(Source data)
____
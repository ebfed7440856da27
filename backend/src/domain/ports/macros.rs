//! Helper macro generating port error enums with `impl Into` constructors.
//!
//! Each variant becomes a `thiserror` variant with the given display message
//! and a snake_case constructor, so adapters write
//! `UserPersistenceError::query("boom")` instead of spelling out the struct.

macro_rules! define_port_error {
    (@ctor $variant:ident) => {
        ::paste::paste! {
            pub fn [<$variant:snake>]() -> Self {
                Self::$variant
            }
        }
    };

    (@ctor $variant:ident { $($field:ident : $ty:ty),* $(,)? }) => {
        define_port_error!(@ctor_impl $variant () () $( $field : $ty, )*);
    };

    (@ctor_impl $variant:ident ($($params:tt)*) ($($inits:tt)*) ) => {
        ::paste::paste! {
            pub fn [<$variant:snake>]($($params)*) -> Self {
                Self::$variant { $($inits)* }
            }
        }
    };

    (@ctor_impl $variant:ident ($($params:tt)*) ($($inits:tt)*) $field:ident : $ty:ty, $($rest:tt)*) => {
        define_port_error!(
            @ctor_impl
            $variant
            ($($params)* $field: impl Into<$ty>,)
            ($($inits)* $field: $field.into(),)
            $($rest)*
        );
    };

    (
        $(#[$outer:meta])*
        pub enum $name:ident {
            $(
                $(#[$variant_meta:meta])*
                $variant:ident $( { $($field:ident : $ty:ty),* $(,)? } )? => $message:expr
            ),* $(,)?
        }
    ) => {
        $(#[$outer])*
        #[derive(Debug, Clone, PartialEq, Eq, thiserror::Error)]
        pub enum $name {
            $(
                $(#[$variant_meta])*
                #[error($message)]
                $variant $( { $($field : $ty),* } )?,
            )*
        }

        impl $name {
            $(
                define_port_error!(@ctor $variant $( { $($field : $ty),* } )?);
            )*
        }
    };
}

pub(crate) use define_port_error;

#[cfg(test)]
mod tests {
    define_port_error! {
        pub enum StoreError {
            Offline => "store offline",
            Query { message: String } => "query failed: {message}",
            Duplicate { key: String, attempts: u8 } => "{key} taken after {attempts} attempts",
        }
    }

    #[test]
    fn unit_variants_get_nullary_constructors() {
        assert_eq!(StoreError::offline().to_string(), "store offline");
    }

    #[test]
    fn string_fields_accept_str() {
        assert_eq!(StoreError::query("timeout").to_string(), "query failed: timeout");
    }

    #[test]
    fn mixed_fields_keep_their_types() {
        let err = StoreError::duplicate("ada@example.com", 2_u8);
        assert_eq!(err.to_string(), "ada@example.com taken after 2 attempts");
    }
}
____
* DIRECTIONS FOR THIS TASK
The task requires an exact copy of all the lines above.

* EXERCISE ANSWER
repository ebfed7440856da27
filename backend/src/domain/ports/macros.rs
//! Helper macro generating port error enums with `impl Into` constructors.
//!
//! Each variant becomes a `thiserror` variant with the given display message
//! and a snake_case constructor, so adapters write
//! `UserPersistenceError::query("boom")` instead of spelling out the struct.

macro_rules! define_port_error {
    (@ctor $variant:ident) => {
        ::paste::paste! {
            pub fn [<$variant:snake>]() -> Self {
                Self::$variant
            }
        }
    };

    (@ctor $variant:ident { $($field:ident : $ty:ty),* $(,)? }) => {
        define_port_error!(@ctor_impl $variant () () $( $field : $ty, )*);
    };

    (@ctor_impl $variant:ident ($($params:tt)*) ($($inits:tt)*) ) => {
        ::paste::paste! {
            pub fn [<$variant:snake>]($($params)*) -> Self {
                Self::$variant { $($inits)* }
            }
        }
    };

    (@ctor_impl $variant:ident ($($params:tt)*) ($($inits:tt)*) $field:ident : $ty:ty, $($rest:tt)*) => {
        define_port_error!(
            @ctor_impl
            $variant
            ($($params)* $field: impl Into<$ty>,)
            ($($inits)* $field: $field.into(),)
            $($rest)*
        );
    };

    (
        $(#[$outer:meta])*
        pub enum $name:ident {
            $(
                $(#[$variant_meta:meta])*
                $variant:ident $( { $($field:ident : $ty:ty),* $(,)? } )? => $message:expr
            ),* $(,)?
        }
    ) => {
        $(#[$outer])*
        #[derive(Debug, Clone, PartialEq, Eq, thiserror::Error)]
        pub enum $name {
            $(
                $(#[$variant_meta])*
                #[error($message)]
                $variant $( { $($field : $ty),* } )?,
            )*
        }

        impl $name {
            $(
                define_port_error!(@ctor $variant $( { $($field : $ty),* } )?);
            )*
        }
    };
}

pub(crate) use define_port_error;

#[cfg(test)]
mod tests {
    define_port_error! {
        pub enum StoreError {
            Offline => "store offline",
            Query { message: String } => "query failed: {message}",
            Duplicate { key: String, attempts: u8 } => "{key} taken after {attempts} attempts",
        }
    }

    #[test]
    fn unit_variants_get_nullary_constructors() {
        assert_eq!(StoreError::offline().to_string(), "store offline");
    }

    #[test]
    fn string_fields_accept_str() {
        assert_eq!(StoreError::query("timeout").to_string(), "query failed: timeout");
    }

    #[test]
    fn mixed_fields_keep_their_types() {
        let err = StoreError::duplicate("ada@example.com", 2_u8);
        assert_eq!(err.to_string(), "ada@example.com taken after 2 attempts");
    }
}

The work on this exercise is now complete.